▶ **INPUT**
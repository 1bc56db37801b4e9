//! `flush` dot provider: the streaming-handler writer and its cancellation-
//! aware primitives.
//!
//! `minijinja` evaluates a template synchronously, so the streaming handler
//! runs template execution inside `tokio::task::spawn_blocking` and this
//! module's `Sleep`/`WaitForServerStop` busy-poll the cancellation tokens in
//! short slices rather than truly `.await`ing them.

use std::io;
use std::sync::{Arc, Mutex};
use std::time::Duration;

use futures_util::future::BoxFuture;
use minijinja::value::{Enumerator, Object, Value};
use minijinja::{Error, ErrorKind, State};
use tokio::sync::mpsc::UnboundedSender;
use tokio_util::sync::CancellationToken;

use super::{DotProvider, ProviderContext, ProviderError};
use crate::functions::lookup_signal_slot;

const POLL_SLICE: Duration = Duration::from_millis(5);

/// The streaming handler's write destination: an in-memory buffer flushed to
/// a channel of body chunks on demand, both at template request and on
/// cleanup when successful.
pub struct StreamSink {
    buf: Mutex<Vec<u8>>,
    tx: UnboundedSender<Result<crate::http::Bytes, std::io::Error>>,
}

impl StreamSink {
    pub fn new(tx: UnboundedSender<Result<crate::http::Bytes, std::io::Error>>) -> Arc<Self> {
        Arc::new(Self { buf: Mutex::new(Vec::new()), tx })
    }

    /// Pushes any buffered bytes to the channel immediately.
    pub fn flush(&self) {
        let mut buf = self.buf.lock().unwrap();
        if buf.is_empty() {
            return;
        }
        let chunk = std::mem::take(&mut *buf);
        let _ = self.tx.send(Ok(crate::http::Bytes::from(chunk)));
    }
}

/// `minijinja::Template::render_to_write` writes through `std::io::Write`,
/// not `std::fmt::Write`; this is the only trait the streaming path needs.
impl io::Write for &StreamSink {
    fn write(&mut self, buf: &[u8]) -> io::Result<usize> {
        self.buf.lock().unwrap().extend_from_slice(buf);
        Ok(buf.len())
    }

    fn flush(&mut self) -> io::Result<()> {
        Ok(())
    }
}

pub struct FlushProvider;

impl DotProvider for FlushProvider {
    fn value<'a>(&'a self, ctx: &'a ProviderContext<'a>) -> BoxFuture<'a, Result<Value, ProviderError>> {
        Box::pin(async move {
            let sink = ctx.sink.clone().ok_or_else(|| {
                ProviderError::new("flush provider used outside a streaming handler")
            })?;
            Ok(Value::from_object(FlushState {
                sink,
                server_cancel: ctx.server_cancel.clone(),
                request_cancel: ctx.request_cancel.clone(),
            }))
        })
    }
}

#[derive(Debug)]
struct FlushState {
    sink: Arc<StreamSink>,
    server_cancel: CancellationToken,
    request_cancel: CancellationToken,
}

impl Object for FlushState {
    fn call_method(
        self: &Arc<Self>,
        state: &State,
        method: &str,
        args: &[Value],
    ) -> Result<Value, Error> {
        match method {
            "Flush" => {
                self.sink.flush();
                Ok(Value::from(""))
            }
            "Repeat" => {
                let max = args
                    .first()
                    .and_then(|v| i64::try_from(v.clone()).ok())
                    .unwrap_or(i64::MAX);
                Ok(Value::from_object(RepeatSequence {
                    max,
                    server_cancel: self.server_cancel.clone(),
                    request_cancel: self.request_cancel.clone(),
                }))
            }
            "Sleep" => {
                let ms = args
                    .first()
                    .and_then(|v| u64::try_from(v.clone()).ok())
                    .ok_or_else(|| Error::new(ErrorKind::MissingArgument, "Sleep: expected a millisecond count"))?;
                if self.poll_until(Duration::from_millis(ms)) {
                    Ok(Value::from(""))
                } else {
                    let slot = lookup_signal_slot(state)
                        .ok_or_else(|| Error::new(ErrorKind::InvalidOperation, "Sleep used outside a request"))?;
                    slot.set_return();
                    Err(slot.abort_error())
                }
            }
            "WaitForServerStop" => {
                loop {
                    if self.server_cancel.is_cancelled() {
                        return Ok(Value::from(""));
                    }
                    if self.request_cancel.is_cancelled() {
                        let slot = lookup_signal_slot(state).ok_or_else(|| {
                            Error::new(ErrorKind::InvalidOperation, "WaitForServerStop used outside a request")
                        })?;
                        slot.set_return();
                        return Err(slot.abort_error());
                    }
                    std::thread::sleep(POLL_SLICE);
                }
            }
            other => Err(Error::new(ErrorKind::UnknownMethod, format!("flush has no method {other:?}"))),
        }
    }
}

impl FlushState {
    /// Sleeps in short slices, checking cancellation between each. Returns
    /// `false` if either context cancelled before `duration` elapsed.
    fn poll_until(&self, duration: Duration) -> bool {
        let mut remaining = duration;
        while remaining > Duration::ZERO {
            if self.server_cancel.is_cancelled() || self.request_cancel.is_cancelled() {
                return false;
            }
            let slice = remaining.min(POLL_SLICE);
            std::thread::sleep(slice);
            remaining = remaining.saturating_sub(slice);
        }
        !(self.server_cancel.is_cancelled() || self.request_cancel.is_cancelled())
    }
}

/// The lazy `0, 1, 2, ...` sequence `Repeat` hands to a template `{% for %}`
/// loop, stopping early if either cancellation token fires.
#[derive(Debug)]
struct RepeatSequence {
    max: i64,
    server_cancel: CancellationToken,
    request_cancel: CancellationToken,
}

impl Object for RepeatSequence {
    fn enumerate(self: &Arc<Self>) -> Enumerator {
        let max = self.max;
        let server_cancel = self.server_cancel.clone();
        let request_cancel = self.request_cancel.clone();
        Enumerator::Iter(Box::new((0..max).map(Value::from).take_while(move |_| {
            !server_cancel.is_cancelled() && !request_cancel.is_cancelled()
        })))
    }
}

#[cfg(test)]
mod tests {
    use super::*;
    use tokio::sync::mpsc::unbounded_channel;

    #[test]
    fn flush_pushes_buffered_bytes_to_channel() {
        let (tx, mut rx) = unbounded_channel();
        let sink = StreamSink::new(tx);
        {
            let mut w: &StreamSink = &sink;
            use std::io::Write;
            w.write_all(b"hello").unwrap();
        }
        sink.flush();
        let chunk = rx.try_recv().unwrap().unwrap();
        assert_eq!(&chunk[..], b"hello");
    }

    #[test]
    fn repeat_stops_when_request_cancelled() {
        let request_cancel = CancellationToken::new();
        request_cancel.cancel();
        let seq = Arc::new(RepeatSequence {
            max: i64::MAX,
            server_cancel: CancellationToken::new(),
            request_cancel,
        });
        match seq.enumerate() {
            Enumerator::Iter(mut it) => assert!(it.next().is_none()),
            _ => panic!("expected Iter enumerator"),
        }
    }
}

▶ **WHAT TO DO**
A bare number is the whole answer: how many lines in the entries contain "super"?

▶ **ANSWER SECTION**
2